Saved data entries:
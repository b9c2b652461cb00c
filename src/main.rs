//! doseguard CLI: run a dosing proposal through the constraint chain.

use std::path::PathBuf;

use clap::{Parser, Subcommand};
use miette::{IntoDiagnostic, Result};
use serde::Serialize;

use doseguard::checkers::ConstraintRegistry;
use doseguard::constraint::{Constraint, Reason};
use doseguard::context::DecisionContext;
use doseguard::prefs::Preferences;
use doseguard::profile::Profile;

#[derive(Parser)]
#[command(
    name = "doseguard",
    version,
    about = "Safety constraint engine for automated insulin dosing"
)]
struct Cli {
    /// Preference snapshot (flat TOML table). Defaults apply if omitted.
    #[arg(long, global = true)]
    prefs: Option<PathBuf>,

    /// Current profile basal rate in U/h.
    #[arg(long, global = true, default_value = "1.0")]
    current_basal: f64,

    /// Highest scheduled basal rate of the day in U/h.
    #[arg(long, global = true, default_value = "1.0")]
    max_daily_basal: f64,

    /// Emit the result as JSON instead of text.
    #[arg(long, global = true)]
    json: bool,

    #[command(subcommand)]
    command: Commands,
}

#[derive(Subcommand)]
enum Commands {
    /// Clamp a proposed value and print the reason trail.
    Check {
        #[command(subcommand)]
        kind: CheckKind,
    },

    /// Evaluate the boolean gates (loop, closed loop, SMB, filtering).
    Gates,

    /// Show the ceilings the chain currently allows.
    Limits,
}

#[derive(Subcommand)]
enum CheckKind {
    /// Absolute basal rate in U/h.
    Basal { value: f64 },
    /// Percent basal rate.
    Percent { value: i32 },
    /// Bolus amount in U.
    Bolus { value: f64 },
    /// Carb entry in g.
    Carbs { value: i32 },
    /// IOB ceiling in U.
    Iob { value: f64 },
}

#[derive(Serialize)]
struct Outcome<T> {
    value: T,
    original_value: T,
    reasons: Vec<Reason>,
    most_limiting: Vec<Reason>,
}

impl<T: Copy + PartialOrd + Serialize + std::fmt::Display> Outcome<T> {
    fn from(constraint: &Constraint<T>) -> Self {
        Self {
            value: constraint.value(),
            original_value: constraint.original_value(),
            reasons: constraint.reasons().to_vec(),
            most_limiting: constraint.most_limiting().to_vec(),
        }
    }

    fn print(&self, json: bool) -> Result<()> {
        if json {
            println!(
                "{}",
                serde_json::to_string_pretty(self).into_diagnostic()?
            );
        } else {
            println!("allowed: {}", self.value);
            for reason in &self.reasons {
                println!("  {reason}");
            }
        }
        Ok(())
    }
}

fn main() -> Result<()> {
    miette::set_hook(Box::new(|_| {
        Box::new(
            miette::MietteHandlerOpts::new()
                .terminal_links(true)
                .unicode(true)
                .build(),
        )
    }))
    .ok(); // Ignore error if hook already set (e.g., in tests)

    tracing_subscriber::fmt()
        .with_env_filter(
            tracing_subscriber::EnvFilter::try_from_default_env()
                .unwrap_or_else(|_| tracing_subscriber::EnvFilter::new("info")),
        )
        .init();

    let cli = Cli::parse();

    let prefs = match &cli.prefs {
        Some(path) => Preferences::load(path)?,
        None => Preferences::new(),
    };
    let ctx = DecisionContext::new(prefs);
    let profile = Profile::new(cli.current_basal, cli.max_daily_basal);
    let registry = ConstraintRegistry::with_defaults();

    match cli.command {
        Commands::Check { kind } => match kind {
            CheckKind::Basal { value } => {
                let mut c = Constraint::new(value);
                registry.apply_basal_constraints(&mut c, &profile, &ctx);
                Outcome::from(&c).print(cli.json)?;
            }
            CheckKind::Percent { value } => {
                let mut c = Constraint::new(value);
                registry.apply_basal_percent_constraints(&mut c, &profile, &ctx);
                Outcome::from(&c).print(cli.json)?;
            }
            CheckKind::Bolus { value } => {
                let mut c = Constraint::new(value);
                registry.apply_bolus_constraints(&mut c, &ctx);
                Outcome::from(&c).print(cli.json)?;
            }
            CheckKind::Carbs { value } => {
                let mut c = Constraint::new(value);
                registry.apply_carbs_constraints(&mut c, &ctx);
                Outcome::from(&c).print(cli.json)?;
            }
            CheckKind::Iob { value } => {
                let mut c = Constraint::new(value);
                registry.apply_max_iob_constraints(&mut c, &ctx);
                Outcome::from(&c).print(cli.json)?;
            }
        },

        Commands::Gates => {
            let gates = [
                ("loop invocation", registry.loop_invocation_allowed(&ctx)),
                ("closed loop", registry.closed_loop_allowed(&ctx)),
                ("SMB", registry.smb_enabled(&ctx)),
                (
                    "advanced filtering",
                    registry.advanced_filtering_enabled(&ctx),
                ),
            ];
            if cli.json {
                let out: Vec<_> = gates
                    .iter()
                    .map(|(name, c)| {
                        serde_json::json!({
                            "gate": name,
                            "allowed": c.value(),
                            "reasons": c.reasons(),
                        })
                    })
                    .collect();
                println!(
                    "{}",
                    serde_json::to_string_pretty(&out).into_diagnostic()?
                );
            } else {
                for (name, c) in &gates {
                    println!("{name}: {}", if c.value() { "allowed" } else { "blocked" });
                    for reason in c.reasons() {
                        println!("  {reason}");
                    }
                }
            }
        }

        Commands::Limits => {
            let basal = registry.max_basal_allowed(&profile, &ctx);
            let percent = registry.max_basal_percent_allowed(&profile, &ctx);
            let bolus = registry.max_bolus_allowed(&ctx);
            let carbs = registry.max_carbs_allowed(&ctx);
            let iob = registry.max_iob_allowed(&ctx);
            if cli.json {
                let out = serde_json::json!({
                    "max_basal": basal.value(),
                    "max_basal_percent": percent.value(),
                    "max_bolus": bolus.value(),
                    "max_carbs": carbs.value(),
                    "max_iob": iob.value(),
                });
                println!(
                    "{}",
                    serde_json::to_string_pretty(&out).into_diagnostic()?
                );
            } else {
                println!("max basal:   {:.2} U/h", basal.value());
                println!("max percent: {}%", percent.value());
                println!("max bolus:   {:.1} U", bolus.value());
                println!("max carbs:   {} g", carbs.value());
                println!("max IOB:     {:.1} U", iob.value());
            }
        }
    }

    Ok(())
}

* [WHAT YOU HAVE TO DO]: Each line of the entries where the string "reasons" occurs should be shown.

* [TASK RESPONSE]:
    reasons: Vec<Reason>,
            reasons: constraint.reasons().to_vec(),
            for reason in &self.reasons {
                            "reasons": c.reasons(),
                    for reason in c.reasons() {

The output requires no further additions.